Suisse - Art moderne

Jean Dubuffet, celui qui ne voulait rien savoir

Par Marie Zawisza · L'ŒIL

Le 25 janvier 2022 - 1980 mots

PARIS

À travers la rétrospective que la Fondation Pierre Gianadda, à Martigny, en Suisse, consacre à Jean Dubuffet, se dessine le portrait d’un artiste en dehors des normes, qui fit voler en éclat les conventions culturelles en créant un langage nouveau.

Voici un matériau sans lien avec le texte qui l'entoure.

//! Router for the calendar API

use std::sync::{Arc, RwLock};

use axum::{
    Router,
    extract::State,
    response::{IntoResponse, Response},
};
use axum_extra::extract::Query;
use http::header;

use super::public;
use crate::api::state::AppState;
use crate::feed::build_feed;
use crate::ical::{FeedMetadata, error_calendar};
use crate::strava::{FetchConfig, StravaClient};

type SharedState = Arc<RwLock<AppState>>;

fn calendar_response(body: String, cache_control: &'static str) -> Response {
    (
        [
            (header::CONTENT_TYPE, public::CALENDAR_CONTENT_TYPE),
            (header::CACHE_CONTROL, cache_control),
        ],
        body,
    )
        .into_response()
}

/// Serve the activity calendar. Failures are reported inside a valid
/// calendar rather than as an HTTP error since many clients drop a
/// subscription that stops parsing.
pub async fn calendar_handler(
    State(state): State<SharedState>,
    Query(params): Query<public::CalendarQuery>,
) -> Response {
    let (client, credentials, metadata) = {
        let shared_state = state.read().expect("Unable to read share state");
        let config = &shared_state.config;
        (
            StravaClient::from_config(shared_state.http.clone(), config),
            config.credentials(),
            FeedMetadata::new(&config.calendar_name, &config.summary_prefix),
        )
    };

    let now = chrono::Utc::now();
    let fetch_config = FetchConfig::from_params(
        params.sport.as_deref(),
        params.since_days.as_deref(),
        params.max.as_deref(),
        now,
    );
    let metadata = match &fetch_config.type_allow_list {
        Some(sports) => metadata.with_sports(sports),
        None => metadata,
    };

    match build_feed(&client, &credentials, &fetch_config, &metadata, now).await {
        Ok(doc) => calendar_response(doc, public::FEED_CACHE_CONTROL),
        Err(err) => {
            tracing::error!("Serving error calendar: {}", err);
            let doc = error_calendar(&err.to_string(), &metadata, now);
            calendar_response(doc, public::ERROR_CACHE_CONTROL)
        }
    }
}

/// Create the calendar router
pub fn router() -> Router<SharedState> {
    Router::new().route("/", axum::routing::get(calendar_handler))
}
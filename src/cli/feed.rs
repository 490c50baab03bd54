use anyhow::Result;
use reqwest::Client;
use tracing_subscriber::{layer::SubscriberExt, util::SubscriberInitExt};

use crate::core::AppConfig;
use crate::feed::build_feed;
use crate::ical::FeedMetadata;
use crate::strava::{FetchConfig, StravaClient};

pub async fn run(
    sport: Option<String>,
    since_days: Option<String>,
    max: Option<String>,
) -> Result<()> {
    // Logs go to stderr so the calendar on stdout can be redirected
    tracing_subscriber::registry()
        .with(
            tracing_subscriber::EnvFilter::try_from_default_env()
                .unwrap_or_else(|_| format!("{}=debug", env!("CARGO_CRATE_NAME")).into()),
        )
        .with(tracing_subscriber::fmt::layer().with_writer(std::io::stderr))
        .init();

    let config = AppConfig::default();
    let client = StravaClient::from_config(Client::new(), &config);
    let now = chrono::Utc::now();
    let fetch_config = FetchConfig::from_params(
        sport.as_deref(),
        since_days.as_deref(),
        max.as_deref(),
        now,
    );
    let mut metadata = FeedMetadata::new(&config.calendar_name, &config.summary_prefix);
    if let Some(sports) = &fetch_config.type_allow_list {
        metadata = metadata.with_sports(sports);
    }

    let doc = build_feed(&client, &config.credentials(), &fetch_config, &metadata, now).await?;
    print!("{}", doc);

    Ok(())
}
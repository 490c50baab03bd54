//! Public types for the calendar API
use serde::Deserialize;

/// Raw query parameters. Kept as strings so a malformed number falls
/// back to its default instead of rejecting the request.
#[derive(Debug, Default, Deserialize)]
pub struct CalendarQuery {
    /// Comma separated sport types, e.g. `Run,TrailRun`
    pub sport: Option<String>,
    #[serde(rename = "sinceDays", alias = "since_days")]
    pub since_days: Option<String>,
    pub max: Option<String>,
}

pub const CALENDAR_CONTENT_TYPE: &str = "text/calendar; charset=utf-8";

/// Short public caching so polling clients are cheap to serve
pub const FEED_CACHE_CONTROL: &str = "public, max-age=300, stale-while-revalidate=600";

/// Error calendars must not stick around in caches
pub const ERROR_CACHE_CONTROL: &str = "no-cache";
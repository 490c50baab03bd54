pub mod public;
mod router;

pub use router::{calendar_handler, router};
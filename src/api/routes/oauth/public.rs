//! Public types for the OAuth callback
use serde::{Deserialize, Serialize};

/// Parameters Strava appends when redirecting back after the athlete
/// approves (or denies) access
#[derive(Deserialize)]
pub struct OAuthCallbackQuery {
    pub code: Option<String>,
    pub scope: Option<String>,
    pub state: Option<String>,
    pub error: Option<String>,
}

#[derive(Serialize, Deserialize)]
pub struct OAuthCallbackResponse {
    pub code: Option<String>,
    pub scope: Option<String>,
    pub state: Option<String>,
    pub error: Option<String>,
}
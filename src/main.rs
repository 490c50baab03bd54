use anyhow::Result;
use strava_ics::cli;

#[tokio::main]
async fn main() -> Result<()> {
    cli::run().await
}
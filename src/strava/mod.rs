//! Strava API client: refresh-token exchange and the athlete activity list

mod activities;
mod oauth;

pub use activities::{Activity, FetchConfig, PAGE_SIZE, activity_stream, fetch_activities};
pub use oauth::{AccessToken, authorize_url, obtain_access_token};

use reqwest::Client;

use crate::core::AppConfig;

/// Base URLs and HTTP client for talking to Strava. Tests point the
/// URLs at a mock server.
#[derive(Clone, Debug)]
pub struct StravaClient {
    pub http: Client,
    pub oauth_url: String,
    pub api_url: String,
}

impl StravaClient {
    pub fn new(http: Client, oauth_url: &str, api_url: &str) -> Self {
        Self {
            http,
            oauth_url: oauth_url.trim_end_matches('/').to_string(),
            api_url: api_url.trim_end_matches('/').to_string(),
        }
    }

    pub fn from_config(http: Client, config: &AppConfig) -> Self {
        Self::new(http, &config.strava_oauth_url, &config.strava_api_url)
    }
}
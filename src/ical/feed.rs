//! VCALENDAR envelope around a list of events

use chrono::{DateTime, Duration, Utc};

use super::event::CalendarEvent;
use super::text::escape;

const PRODUCT_ID: &str = "-//strava-ics//Activity Calendar//EN";
const CRLF: &str = "\r\n";

/// Calendar-level fields for the envelope
#[derive(Debug, Clone, PartialEq, Eq)]
pub struct FeedMetadata {
    pub name: String,
    pub summary_prefix: String,
}

impl FeedMetadata {
    pub fn new(name: &str, summary_prefix: &str) -> Self {
        Self {
            name: name.to_string(),
            summary_prefix: summary_prefix.to_string(),
        }
    }

    /// Suffix the calendar name with the sports it is filtered to so
    /// multiple subscriptions are distinguishable in a client.
    pub fn with_sports<'a>(mut self, sports: impl IntoIterator<Item = &'a String>) -> Self {
        let sports = sports
            .into_iter()
            .map(String::as_str)
            .collect::<Vec<_>>();
        if !sports.is_empty() {
            self.name = format!("{} ({})", self.name, sports.join(", "));
        }
        self
    }
}

fn header(metadata: &FeedMetadata) -> String {
    [
        String::from("BEGIN:VCALENDAR"),
        String::from("VERSION:2.0"),
        format!("PRODID:{}", PRODUCT_ID),
        String::from("CALSCALE:GREGORIAN"),
        String::from("METHOD:PUBLISH"),
        format!("NAME:{}", escape(&metadata.name)),
        format!("X-WR-CALNAME:{}", escape(&metadata.name)),
        String::from("X-WR-TIMEZONE:UTC"),
    ]
    .join(CRLF)
}

/// Render the complete document. Events keep the order they are
/// given in and every line, the last included, ends with CRLF.
///
/// Lines are not folded at 75 octets; the clients this feed targets
/// accept long lines.
pub fn assemble(events: &[CalendarEvent], metadata: &FeedMetadata) -> String {
    let mut blocks = Vec::with_capacity(events.len() + 2);
    blocks.push(header(metadata));
    blocks.extend(events.iter().map(CalendarEvent::to_ics));
    blocks.push(String::from("END:VCALENDAR"));

    let mut doc = blocks.join(CRLF);
    doc.push_str(CRLF);
    doc
}

/// Single-event calendar that carries an error message, served in
/// place of the feed so subscribed clients keep a parseable document.
pub fn error_calendar(message: &str, metadata: &FeedMetadata, now: DateTime<Utc>) -> String {
    let event = CalendarEvent {
        uid: format!("error-{}@strava-ics", now.timestamp()),
        stamp: now,
        start: now,
        end: now + Duration::hours(1),
        summary: format!("{}: feed error", metadata.summary_prefix),
        location: None,
        geo: None,
        description: message.to_string(),
        url: String::from("https://www.strava.com/dashboard"),
    };
    assemble(&[event], metadata)
}

#[cfg(test)]
mod tests {
    use super::*;
    use chrono::TimeZone;

    fn metadata() -> FeedMetadata {
        FeedMetadata::new("Strava Activities", "Strava")
    }

    fn event(id: u64) -> CalendarEvent {
        let start = Utc.with_ymd_and_hms(2024, 1, 1, 8, 0, 0).unwrap();
        CalendarEvent {
            uid: format!("{}@strava-ics", id),
            stamp: start,
            start,
            end: start + Duration::minutes(30),
            summary: format!("Strava: Run {}", id),
            location: None,
            geo: None,
            description: String::from("Type: Run"),
            url: format!("https://www.strava.com/activities/{}", id),
        }
    }

    #[test]
    fn it_renders_an_empty_calendar() {
        let doc = assemble(&[], &metadata());
        assert_eq!(
            doc,
            "BEGIN:VCALENDAR\r\n\
             VERSION:2.0\r\n\
             PRODID:-//strava-ics//Activity Calendar//EN\r\n\
             CALSCALE:GREGORIAN\r\n\
             METHOD:PUBLISH\r\n\
             NAME:Strava Activities\r\n\
             X-WR-CALNAME:Strava Activities\r\n\
             X-WR-TIMEZONE:UTC\r\n\
             END:VCALENDAR\r\n"
        );
        assert!(!doc.contains("VEVENT"));
    }

    #[test]
    fn it_keeps_event_order() {
        let doc = assemble(&[event(3), event(1), event(2)], &metadata());
        let uids: Vec<&str> = doc
            .split("\r\n")
            .filter_map(|line| line.strip_prefix("UID:"))
            .collect();
        assert_eq!(uids, vec!["3@strava-ics", "1@strava-ics", "2@strava-ics"]);
        assert!(doc.contains("END:VEVENT\r\nBEGIN:VEVENT"));
        assert!(doc.ends_with("END:VEVENT\r\nEND:VCALENDAR\r\n"));
    }

    #[test]
    fn it_uses_crlf_line_endings_only() {
        let doc = assemble(&[event(1)], &metadata());
        assert_eq!(doc.matches('\n').count(), doc.matches("\r\n").count());
        assert!(!doc.contains("\r\n\r\n"));
    }

    #[test]
    fn it_is_byte_identical_for_identical_input() {
        let events = [event(1), event(2)];
        assert_eq!(assemble(&events, &metadata()), assemble(&events, &metadata()));
    }

    #[test]
    fn it_names_filtered_calendars() {
        let sports = [String::from("ride"), String::from("run")];
        let metadata = metadata().with_sports(&sports);
        assert_eq!(metadata.name, "Strava Activities (ride, run)");
        let doc = assemble(&[], &metadata);
        assert!(doc.contains("X-WR-CALNAME:Strava Activities (ride\\, run)\r\n"));
    }

    #[test]
    fn it_renders_a_single_event_error_calendar() {
        let now = Utc.with_ymd_and_hms(2024, 3, 1, 10, 0, 0).unwrap();
        let doc = error_calendar("Token exchange failed; status 401", &metadata(), now);
        assert_eq!(doc.matches("BEGIN:VEVENT").count(), 1);
        assert!(doc.contains("SUMMARY:Strava: feed error\r\n"));
        assert!(doc.contains("DESCRIPTION:Token exchange failed\\; status 401\r\n"));
        assert!(doc.contains("DTSTART:20240301T100000Z\r\n"));
        assert!(doc.contains("DTEND:20240301T110000Z\r\n"));
        assert!(doc.starts_with("BEGIN:VCALENDAR\r\n"));
        assert!(doc.ends_with("END:VCALENDAR\r\n"));
    }
}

L’art comme l’amour est enfant de bohème, qui n’a jamais jamais connu de loi. Il « ne vient pas coucher dans les lits qu’on a faits pour lui ; il se sauve aussitôt qu’on prononce son nom », a lancé – et peut-être chanté – Jean Dubuffet. Pour lui, l’art véritable était toujours là où on ne l’attendait pas. Aussi ne voulut-il rien savoir des maîtres anciens de la peinture, qu’il s’attacha à oublier, pas plus que des artistes d’avant-garde auréolés de gloire, qu’il se fit un malin plaisir d’ignorer. Il préférait regarder et collectionner les dessins des fous, et peindre comme on cuisine. Un marginal ? Certes. Si Dubuffet est reconnu comme un des grands peintres du XXe siècle, sa vie fut une quête d’un geste créatif débarrassé de toute culture, en rupture avec l’histoire de l’art car surgi des profondeurs de l’être. La rétrospective consacrée à Jean Dubuffet par la Fondation Gianadda, à Martigny en Suisse, en collaboration avec le Centre Pompidou, lui rend hommage à travers une sélection exceptionnelle d’œuvres majeures. D’elles jaillit la personnalité d’un artiste aux valeurs sauvages, qui passa sa vie à tenter de désapprendre ce qu’on lui avait enseigné et de se défaire de la culture.

Retour à la case départ

Pourquoi donc fut-il incapable de se tenir tranquille et faire ce qu’on attendait de lui ? Jean Dubuffet naît en 1901, dans une famille bourgeoise du Havre. Ses parents, Charles-Alexandre et Jeanne-Léonie, tiennent un négoce de vin florissant. Au lycée, ce passionné de littérature étudie le latin et le grec. Le fils de bonne famille aurait pu aisément reprendre l’affaire paternelle, s’intéresser aux arts et à la littérature, briller en société, mais il aime le dessin. Sans doute son père pense-t-il qu’il faut que jeunesse se passe, lorsqu’il l’autorise en 1918 à partir à Paris pour apprendre à tenir le crayon au sein de la prestigieuse Académie Julian et vivre de son art. Mais Jean Dubuffet abandonne les cours au bout de quelques mois, et il n’entend guère retourner dans le giron paternel. Il mène une vie de bohème à Paris. Il s’inspire de Cézanne, Dufy, Valadon puis, deux ans plus tard, découvre les milieux d’avant-garde, le mouvement dada et le surréalisme naissant. Le voilà qui fréquente l’atelier d’André Masson. Accepterait-il, enfin, d’apprendre le métier auprès de lui, à peu près comme il se doit ? « Il peint alors à la manière de », observe Sophie Duplaix, conservatrice en chef des collections contemporaines du Centre Pompidou et commissaire de l’exposition.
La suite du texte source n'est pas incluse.